The Forsman family of Litchfield Park has just flown in a private airplane for the third time through the annual Sky Kids event at the Phoenix Goodyear Airport.
Sky Kids is a nonprofit that seeks to help special needs children build self-esteem through flight.
Nine-year-old Orion has had cerebral palsy from birth, brought on by a seizure in the womb, his mother, Jen, said.
Orion had an entourage of family members join him on his fun flying adventure. His grandfather, Greg, mother, and cousins Bella and Sierra all flew with him.
“He loves it, it’s his favorite thing,” Jen said beaming. “Me, not so much. But he enjoys it so I take one for the team.”
Many of the children with special needs or their guests are able to take the steering wheel, if they can, and fly the plane once the machine has stabilized and gone into autopilot.

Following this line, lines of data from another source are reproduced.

//! Sandbox demo application
//!
//! Builds a small mixed 2D/3D scene, renders a few frames on the headless
//! backend while orbiting the editor camera, and logs the statistics of
//! every frame. Pass a `.toml` or `.ron` renderer config as the first
//! argument to override the defaults.

use std::rc::Rc;

use lumen_engine::foundation::logging;
use lumen_engine::prelude::*;

const FRAMES: u32 = 4;

#[derive(Debug, thiserror::Error)]
enum SandboxError {
    #[error(transparent)]
    Config(#[from] ConfigError),
    #[error(transparent)]
    Render(#[from] RenderError),
}

fn load_config() -> Result<RendererConfig, SandboxError> {
    match std::env::args().nth(1) {
        Some(path) => {
            log::info!("Loading renderer config from {path}");
            Ok(RendererConfig::load_from_file(&path)?)
        }
        None => Ok(RendererConfig::default()),
    }
}

fn demo_font(context: &RendererContext) -> Result<Rc<Font>, SandboxError> {
    let atlas = Rc::new(Texture2D::from_rgba8(context.backend(), 2, 2, &[255; 16])?);
    let mut font = Font::new(atlas, FontMetrics::default());
    let glyph = Glyph {
        advance: 0.6,
        plane_bounds: Some(GlyphBounds::new(0.0, -0.1, 0.55, 0.8)),
        atlas_bounds: Some(GlyphBounds::new(0.0, 0.0, 2.0, 2.0)),
    };
    for c in ('A'..='Z').chain('a'..='z').chain(['?', '!']) {
        font.add_glyph(c, glyph);
    }
    font.add_glyph(
        ' ',
        Glyph {
            advance: 0.3,
            ..Default::default()
        },
    );
    Ok(Rc::new(font))
}

fn build_scene(context: &RendererContext) -> Result<Scene, SandboxError> {
    let mut scene = Scene::new();
    let backend = context.backend();

    let checker = Rc::new(Texture2D::from_rgba8(
        backend,
        2,
        2,
        &[255, 255, 255, 255, 40, 40, 40, 255, 40, 40, 40, 255, 255, 255, 255, 255],
    )?);
    for y in 0..10 {
        for x in 0..10 {
            let tile = scene.create_entity(format!("Tile {x},{y}"));
            let mut sprite = SpriteRendererComponent::new(Vec4::new(x as f32 / 10.0, 0.4, y as f32 / 10.0, 1.0));
            if (x + y) % 2 == 0 {
                sprite = sprite.with_texture(Rc::clone(&checker)).with_tiling(4.0);
            }
            scene.add_component(tile, sprite);
            if let Some(transform) = scene.get_mut::<TransformComponent>(tile) {
                transform.translation = Vec3::new(x as f32 - 5.0, y as f32 - 5.0, -2.0);
                transform.scale = Vec3::new(0.9, 0.9, 1.0);
            }
        }
    }

    let ring = scene.create_entity("Ring");
    scene.add_component(
        ring,
        CircleRendererComponent {
            color: Vec4::new(1.0, 0.8, 0.1, 1.0),
            thickness: 0.2,
            fade: 0.01,
        },
    );

    let title = scene.create_entity("Title");
    scene.add_component(title, TextComponent::new("Lumen sandbox!", demo_font(context)?));
    if let Some(transform) = scene.get_mut::<TransformComponent>(title) {
        transform.translation = Vec3::new(-4.0, 4.0, 0.0);
    }

    let cube = Rc::new(Mesh::new(backend, &MeshData::cube())?);
    let crate_entity = scene.create_entity("Crate");
    scene.add_component(
        crate_entity,
        MeshRendererComponent::new(
            Rc::clone(&cube),
            Material::new().with_albedo(Vec4::new(0.7, 0.5, 0.3, 1.0)).with_roughness(0.8),
        ),
    );
    let window = scene.create_entity("Window");
    scene.add_component(
        window,
        MeshRendererComponent::new(
            cube,
            Material::new()
                .with_albedo(Vec4::new(0.6, 0.8, 1.0, 0.3))
                .with_transparency(true),
        ),
    );
    if let Some(transform) = scene.get_mut::<TransformComponent>(window) {
        transform.translation = Vec3::new(3.0, 0.0, 0.0);
    }

    let sun = scene.create_entity("Sun");
    scene.add_component(
        sun,
        LightSourceComponent::from(LightSource::directional(Vec3::new(1.0, 0.95, 0.8), 2.0).with_shadows(true)),
    );
    if let Some(transform) = scene.get_mut::<TransformComponent>(sun) {
        transform.rotation = Quat::from_euler_angles(-0.9, 0.4, 0.0);
    }
    for i in 0..4 {
        let lamp = scene.create_entity(format!("Lamp {i}"));
        scene.add_component(
            lamp,
            LightSourceComponent::from(LightSource::point(Vec3::new(1.0, 0.6, 0.3), 4.0, 8.0)),
        );
        if let Some(transform) = scene.get_mut::<TransformComponent>(lamp) {
            transform.translation = Vec3::new(i as f32 * 2.0 - 3.0, 2.0, 1.0);
        }
    }

    let face = [90u8, 120, 200, 255];
    let faces: [&[u8]; 6] = [&face[..]; 6];
    let sky = scene.create_entity("Sky");
    scene.add_component(
        sky,
        SkyboxComponent {
            cubemap: Rc::new(Texture2D::cube_from_faces(backend, 1, &faces)?),
        },
    );

    Ok(scene)
}

fn run() -> Result<(), SandboxError> {
    let config = load_config()?;
    let mut context = RendererContext::init(config)?;
    context.on_window_resize(1280, 720);

    let mut scene = build_scene(&context)?;
    scene.on_viewport_resize(1280, 720);
    log::info!("Scene built with {} entities", scene.entity_count());

    let mut camera = EditorCamera::default();
    camera.set_viewport_size(1280, 720);
    for frame in 0..FRAMES {
        camera.orbit(Vec2::new(0.1, 0.02));
        scene.on_render_editor(&mut context, &camera)?;
        let stats = context.stats();
        log::info!(
            "Frame {frame}: {} draw calls, {} quads, {} circles, {} glyphs, {} meshes, {} vertices",
            stats.draw_calls,
            stats.quad_count,
            stats.circle_count,
            stats.glyph_count,
            stats.mesh_count,
            stats.total_vertex_count()
        );
    }

    // A minimized window skips the frame entirely.
    context.on_window_resize(0, 0);
    let rendered = scene.on_render_editor(&mut context, &camera)?;
    log::info!("Frame while minimized rendered: {rendered}");

    context.shutdown();
    Ok(())
}

fn main() {
    logging::init();
    if let Err(e) = run() {
        log::error!("Sandbox failed: {e}");
        std::process::exit(1);
    }
}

On this trip in particular, Bella got to take the steering wheel for her first time.
“It was cool,” she said.
The pilots who fly with the children and their families do so on a volunteer basis.
“It’s a big expense for pilots, but they don’t care,” said Bill Antonucci, founder and director of Sky Kids. “Pilots are always looking for an excuse to fly anyway.”
Antonucci said he was part of something similar to Sky Kids when he lived in Texas, and decided to bring it to the West Valley when he moved.
A total of 25 pilots volunteered their time and planes; nearly 300 other volunteers were present, as well, to direct traffic, assist in face painting and cheer on the children.
Goodyear police and firemen set up displays and vehicles for children to play in, and a couple of War Bird aircraft from World War II were there, as well.
A total of 148 children were signed up to take flights and did so between 8 a.m. and around 7 p.m., with the Phoenix Fire Department cooking up dinner.
“We just want to thank all the volunteers,” Jen said. “It’s amazing what all the community does.”
In addition to flying and getting cheered on while crossing the red carpet, Sky Kids children are awarded a Sky Kids pilot’s certificate and wings pinned on their outfits.
Antonucci said the rest of the year is spent fundraising for the event, which costs around $15,000.
His favorite part is seeing the children with joy on their faces, he said.
“The kids just love this, and another very rewarding part about it is to see how the parents of these children, who really never get a break, see their children enjoy themselves,” he said.